TASK DATA

// Predictive alerting engine
//
// Ingests FPS samples and derives three early-warning signals: a
// derivative series (FPS change per second, averaged over a fixed window
// of samples), a trend classification with confidence, and an anomaly
// score blending baseline deviation, sudden drops, derivative magnitude,
// and variance. Alerts ratchet upward through none/warning/critical/
// emergency; downgrades only happen through an explicit reset issued by
// whoever observes recovery. Firing is rate-limited by a cooldown,
// except that emergency-magnitude derivatives always fire.

use serde::{Deserialize, Serialize};
use tracing::{debug, warn};

use crate::bus::EventBus;
use crate::events::GovernanceEvent;
use crate::sampler::{MetricSample, SampleWindow};

pub mod patterns;

pub use patterns::{
    similarity, PatternFeatures, PatternOutcome, PatternSeverity, PatternTable,
    PerformancePattern, PATTERN_TABLE_CAPACITY, SIMILARITY_THRESHOLD,
};

/// Alert severity ladder. Ordering is meaningful: escalation compares
/// levels directly.
#[derive(
    Debug, Clone, Copy, PartialEq, Eq, PartialOrd, Ord, Serialize, Deserialize, Default,
)]
#[serde(rename_all = "snake_case")]
pub enum AlertLevel {
    #[default]
    None,
    Warning,
    Critical,
    Emergency,
}

impl AlertLevel {
    pub fn as_str(&self) -> &'static str {
        match self {
            AlertLevel::None => "none",
            AlertLevel::Warning => "warning",
            AlertLevel::Critical => "critical",
            AlertLevel::Emergency => "emergency",
        }
    }

    fn escalated(self) -> Self {
        match self {
            AlertLevel::None => AlertLevel::Warning,
            AlertLevel::Warning => AlertLevel::Critical,
            AlertLevel::Critical | AlertLevel::Emergency => AlertLevel::Emergency,
        }
    }
}

/// Urgency tiers attached to proactive-action events.
#[derive(Debug, Clone, Copy, PartialEq, Eq, Serialize, Deserialize)]
#[serde(rename_all = "snake_case")]
pub enum Urgency {
    PrepareDegradation,
    ForceDegradation,
    EmergencyMeasures,
}

impl Urgency {
    pub fn as_str(&self) -> &'static str {
        match self {
            Urgency::PrepareDegradation => "prepare_degradation",
            Urgency::ForceDegradation => "force_degradation",
            Urgency::EmergencyMeasures => "emergency_measures",
        }
    }
}

/// FPS trend over the recent derivative series.
#[derive(Debug, Clone, Copy, PartialEq, Eq, Serialize, Deserialize, Default)]
#[serde(rename_all = "snake_case")]
pub enum TrendDirection {
    Declining,
    #[default]
    Stable,
    Improving,
}

impl TrendDirection {
    pub fn as_str(&self) -> &'static str {
        match self {
            TrendDirection::Declining => "declining",
            TrendDirection::Stable => "stable",
            TrendDirection::Improving => "improving",
        }
    }
}

/// Full assessment payload attached to alerts and actions.
#[derive(Debug, Clone, Copy, PartialEq, Serialize, Deserialize, Default)]
pub struct AlertData {
    pub current_fps: f64,
    /// Latest derivative, FPS per second.
    pub derivative: f64,
    /// Anomaly score, 0-100.
    pub anomaly_score: f64,
    pub trend: TrendDirection,
    /// Trend confidence, 0-1.
    pub confidence: f64,
    /// Estimated milliseconds until FPS reaches the critical floor; only
    /// present while declining with sufficient confidence.
    pub time_to_degrade_ms: Option<u64>,
    pub timestamp_ms: u64,
}

#[derive(Debug, Clone, Serialize, Deserialize)]
pub struct PredictiveConfig {
    pub history_capacity: usize,
    /// Samples accumulated per derivative computation.
    pub derivative_window: usize,
    /// Derivatives retained for trend analysis.
    pub derivative_history: usize,
    pub baseline_fps: f64,
    /// Deviation from baseline that starts contributing to the anomaly
    /// score.
    pub baseline_deviation_threshold: f64,
    pub warning_derivative: f64,
    pub critical_derivative: f64,
    pub emergency_derivative: f64,
    pub anomaly_warning_score: f64,
    pub anomaly_critical_score: f64,
    /// FPS floor used for time-to-degrade estimation.
    pub critical_fps_floor: f64,
    pub cooldown_ms: u64,
    /// Sliding buffer size for pattern extraction.
    pub pattern_window: usize,
}

impl Default for PredictiveConfig {
    fn default() -> Self {
        Self {
            history_capacity: 300,
            derivative_window: 10,
            derivative_history: 30,
            baseline_fps: 60.0,
            baseline_deviation_threshold: 10.0,
            warning_derivative: -3.0,
            critical_derivative: -8.0,
            emergency_derivative: -15.0,
            anomaly_warning_score: 70.0,
            anomaly_critical_score: 90.0,
            critical_fps_floor: 20.0,
            cooldown_ms: 5_000,
            pattern_window: 30,
        }
    }
}

/// Firing statistics for status reporting.
#[derive(Debug, Clone, Default, Serialize, Deserialize)]
pub struct PredictiveStats {
    pub alerts_fired: u64,
    pub warnings: u64,
    pub criticals: u64,
    pub emergencies: u64,
    pub patterns_learned: u64,
    pub patterns_matched: u64,
}

pub struct PredictiveEngine {
    config: PredictiveConfig,
    history: SampleWindow,
    derivative_accum: Vec<MetricSample>,
    derivatives: SampleWindow,
    pattern_buffer: Vec<MetricSample>,
    patterns: PatternTable,
    level: AlertLevel,
    last_alert_ms: Option<u64>,
    last_assessment: Option<AlertData>,
    stats: PredictiveStats,
}

impl PredictiveEngine {
    pub fn new(config: PredictiveConfig) -> Self {
        let history = SampleWindow::new(config.history_capacity);
        let derivatives = SampleWindow::new(config.derivative_history);
        Self {
            config,
            history,
            derivative_accum: Vec::new(),
            derivatives,
            pattern_buffer: Vec::new(),
            patterns: PatternTable::new(),
            level: AlertLevel::None,
            last_alert_ms: None,
            last_assessment: None,
            stats: PredictiveStats::default(),
        }
    }

    pub fn level(&self) -> AlertLevel {
        self.level
    }

    pub fn stats(&self) -> &PredictiveStats {
        &self.stats
    }

    pub fn pattern_table(&self) -> &PatternTable {
        &self.patterns
    }

    /// Last computed assessment, fired or not. Used by the coordinator's
    /// recovery gating.
    pub fn last_assessment(&self) -> Option<&AlertData> {
        self.last_assessment.as_ref()
    }

    /// Downgrade path: callers observing recovery conditions reset the
    /// alert state explicitly. The engine never lowers it on its own.
    pub fn reset_alert(&mut self) {
        if self.level != AlertLevel::None {
            debug!(from = self.level.as_str(), "alert state reset after recovery");
        }
        self.level = AlertLevel::None;
        self.last_alert_ms = None;
    }

    /// Ingest one FPS sample; may fire an alert.
    pub fn record_fps(&mut self, fps: f64, now_ms: u64, bus: &EventBus) -> Option<AlertLevel> {
        let sample = MetricSample::new(fps, now_ms);
        self.history.push(sample);

        self.derivative_accum.push(sample);
        let mut fresh_derivative = false;
        if self.derivative_accum.len() >= self.config.derivative_window {
            if let Some(derivative) = average_derivative(&self.derivative_accum) {
                self.derivatives.push(MetricSample::new(derivative, now_ms));
                fresh_derivative = true;
            }
            self.derivative_accum.clear();
        }

        self.pattern_buffer.push(sample);
        if self.pattern_buffer.len() >= self.config.pattern_window {
            if let Some(features) = PatternFeatures::extract(&self.pattern_buffer) {
                match self.patterns.observe(features, now_ms) {
                    PatternOutcome::Learned { .. } => self.stats.patterns_learned += 1,
                    PatternOutcome::Matched { .. } => self.stats.patterns_matched += 1,
                    PatternOutcome::Discarded => {}
                }
            }
            self.pattern_buffer.clear();
        }

        // Alert decisions are driven by the derivative series; between
        // derivative computations there is nothing new to decide on.
        if fresh_derivative {
            self.evaluate(fps, now_ms, bus)
        } else {
            None
        }
    }

    fn evaluate(&mut self, current_fps: f64, now_ms: u64, bus: &EventBus) -> Option<AlertLevel> {
        let derivative = self.derivatives.last()?.value;

        let (trend, confidence) = self.classify_trend();
        let anomaly_score = self.anomaly_score(current_fps, derivative);
        let time_to_degrade_ms =
            self.time_to_degrade(current_fps, derivative, trend, confidence);

        let data = AlertData {
            current_fps,
            derivative,
            anomaly_score,
            trend,
            confidence,
            time_to_degrade_ms,
            timestamp_ms: now_ms,
        };
        self.last_assessment = Some(data);

        // Priority order: derivative classification first, then at most
        // one anomaly-driven promotion, then at most one trend-driven
        // promotion.
        let mut candidate = if derivative <= self.config.emergency_derivative {
            AlertLevel::Emergency
        } else if derivative <= self.config.critical_derivative {
            AlertLevel::Critical
        } else if derivative <= self.config.warning_derivative {
            AlertLevel::Warning
        } else {
            AlertLevel::None
        };

        if anomaly_score > self.config.anomaly_critical_score && candidate == AlertLevel::Warning {
            candidate = AlertLevel::Critical;
        } else if anomaly_score > self.config.anomaly_warning_score
            && candidate == AlertLevel::None
        {
            candidate = AlertLevel::Warning;
        }

        if trend == TrendDirection::Declining && confidence > 0.8 {
            candidate = candidate.escalated();
        }

        if candidate == AlertLevel::None || candidate < self.level {
            // Never downgrade from here; recovery resets explicitly.
            return None;
        }

        let bypass_cooldown = derivative <= self.config.emergency_derivative;
        let cooldown_elapsed = self
            .last_alert_ms
            .map(|last| now_ms.saturating_sub(last) >= self.config.cooldown_ms)
            .unwrap_or(true);
        let level_changed = candidate != self.level;

        if !(level_changed || cooldown_elapsed || bypass_cooldown) {
            return None;
        }

        self.fire(candidate, data, bus);
        Some(candidate)
    }

    fn fire(&mut self, level: AlertLevel, data: AlertData, bus: &EventBus) {
        self.level = level;
        self.last_alert_ms = Some(data.timestamp_ms);
        self.stats.alerts_fired += 1;

        let (urgency, recommended_action) = match level {
            AlertLevel::Warning => {
                self.stats.warnings += 1;
                (Urgency::PrepareDegradation, "trim_noncritical_effects")
            }
            AlertLevel::Critical => {
                self.stats.criticals += 1;
                (Urgency::ForceDegradation, "drop_to_low_quality")
            }
            AlertLevel::Emergency => {
                self.stats.emergencies += 1;
                (Urgency::EmergencyMeasures, "halt_heavy_effects")
            }
            AlertLevel::None => return,
        };

        warn!(
            level = level.as_str(),
            fps = data.current_fps,
            derivative = data.derivative,
            anomaly_score = data.anomaly_score,
            "predictive alert fired"
        );
        bus.publish(GovernanceEvent::PredictiveAlert { level, data });
        bus.publish(GovernanceEvent::PredictiveAction {
            recommended_action: recommended_action.to_string(),
            urgency,
            alert: data,
        });
    }

    /// Trend over the last five derivatives with a confidence in [0, 1].
    fn classify_trend(&self) -> (TrendDirection, f64) {
        let recent = self.derivatives.tail(5);
        if recent.is_empty() {
            return (TrendDirection::Stable, 0.0);
        }
        let avg = recent.iter().map(|s| s.value).sum::<f64>() / recent.len() as f64;
        let variance = recent
            .iter()
            .map(|s| (s.value - avg).powi(2))
            .sum::<f64>()
            / recent.len() as f64;

        let direction = if avg < -1.0 {
            TrendDirection::Declining
        } else if avg > 1.0 {
            TrendDirection::Improving
        } else {
            TrendDirection::Stable
        };
        let consistency = (1.0 - variance / 10.0).max(0.0);
        let confidence = (avg.abs() / 10.0 * consistency).min(1.0);
        (direction, confidence)
    }

    /// Anomaly score 0-100: the mean of the contributing normalized
    /// factors, scaled. Factors that do not trip their threshold do not
    /// contribute at all.
    fn anomaly_score(&self, current_fps: f64, derivative: f64) -> f64 {
        let mut factors: Vec<f64> = Vec::with_capacity(4);

        let deviation = (self.config.baseline_fps - current_fps).abs();
        if deviation > self.config.baseline_deviation_threshold {
            factors.push((deviation / self.config.baseline_fps).min(1.0));
        }

        let last5 = self.history.tail(5);
        let max_drop = last5
            .windows(2)
            .map(|pair| pair[0].value - pair[1].value)
            .fold(0.0f64, f64::max);
        if max_drop > 10.0 {
            factors.push((max_drop / 30.0).min(1.0));
        }

        if derivative.abs() > 2.0 {
            factors.push((derivative.abs() / 20.0).min(1.0));
        }

        let recent = self.history.tail(30);
        if recent.len() >= 2 {
            let mean = recent.iter().map(|s| s.value).sum::<f64>() / recent.len() as f64;
            let variance = recent
                .iter()
                .map(|s| (s.value - mean).powi(2))
                .sum::<f64>()
                / recent.len() as f64;
            if variance > 25.0 {
                factors.push((variance / 100.0).min(1.0));
            }
        }

        if factors.is_empty() {
            0.0
        } else {
            factors.iter().sum::<f64>() / factors.len() as f64 * 100.0
        }
    }

    /// Milliseconds until FPS hits the critical floor at the current rate
    /// of decline. Undefined unless declining with confidence >= 0.3.
    fn time_to_degrade(
        &self,
        current_fps: f64,
        derivative: f64,
        trend: TrendDirection,
        confidence: f64,
    ) -> Option<u64> {
        if trend != TrendDirection::Declining || confidence < 0.3 {
            return None;
        }
        if derivative >= 0.0 || current_fps <= self.config.critical_fps_floor {
            return None;
        }
        let seconds = ((current_fps - self.config.critical_fps_floor) / derivative).abs();
        Some((seconds * 1000.0) as u64)
    }
}

/// Average Δfps/Δt (per second) over consecutive sample pairs, skipping
/// zero-duration gaps. None when no usable pair exists.
fn average_derivative(samples: &[MetricSample]) -> Option<f64> {
    let mut sum = 0.0;
    let mut count = 0usize;
    for pair in samples.windows(2) {
        let dt_ms = pair[1].timestamp_ms.saturating_sub(pair[0].timestamp_ms);
        if dt_ms == 0 {
            continue;
        }
        sum += (pair[1].value - pair[0].value) / (dt_ms as f64 / 1000.0);
        count += 1;
    }
    if count == 0 {
        None
    } else {
        Some(sum / count as f64)
    }
}
// Frame Warden - self-healing performance governance
// Watches heap drift, DOM growth, frame health, and GPU state for a
// long-running animation host and ratchets quality down and back up.

// Module declarations
pub mod budget;
pub mod bus;
pub mod clock;
pub mod coordinator;
pub mod error;
pub mod events;
pub mod governor;
pub mod guardian;
pub mod host;
pub mod monitors;
pub mod predictive;
pub mod sampler;
pub mod testing;
pub mod watchdog;

// Re-exports for convenience
pub use bus::EventBus;
pub use coordinator::PerfState;
pub use error::{GovernanceError, Result};
pub use events::GovernanceEvent;
pub use governor::{Governor, GovernorConfig, GovernorHosts, StatusReport};

use once_cell::sync::OnceCell;

static LOGGING: OnceCell<()> = OnceCell::new();

/// Initialize tracing output once, honoring `RUST_LOG`. Safe to call
/// from every entry point; later calls are no-ops.
pub fn init_logging() {
    LOGGING.get_or_init(|| {
        let filter = tracing_subscriber::EnvFilter::try_from_default_env()
            .unwrap_or_else(|_| tracing_subscriber::EnvFilter::new("info"));
        let _ = tracing_subscriber::fmt()
            .with_env_filter(filter)
            .with_target(false)
            .try_init();
    });
}

#[cfg(test)]
mod tests {
    use super::*;

    #[test]
    fn test_init_logging_is_idempotent() {
        init_logging();
        init_logging();
    }
}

PROMPT
An exact copy of the lines from the one with "pub use coordinator::PerfState;" through the last line of the listing is the whole answer.

REPLY
pub use coordinator::PerfState;
pub use error::{GovernanceError, Result};
pub use events::GovernanceEvent;
pub use governor::{Governor, GovernorConfig, GovernorHosts, StatusReport};

use once_cell::sync::OnceCell;

static LOGGING: OnceCell<()> = OnceCell::new();

/// Initialize tracing output once, honoring `RUST_LOG`. Safe to call
/// from every entry point; later calls are no-ops.
pub fn init_logging() {
    LOGGING.get_or_init(|| {
        let filter = tracing_subscriber::EnvFilter::try_from_default_env()
            .unwrap_or_else(|_| tracing_subscriber::EnvFilter::new("info"));
        let _ = tracing_subscriber::fmt()
            .with_env_filter(filter)
            .with_target(false)
            .try_init();
    });
}

#[cfg(test)]
mod tests {
    use super::*;

    #[test]
    fn test_init_logging_is_idempotent() {
        init_logging();
        init_logging();
    }
}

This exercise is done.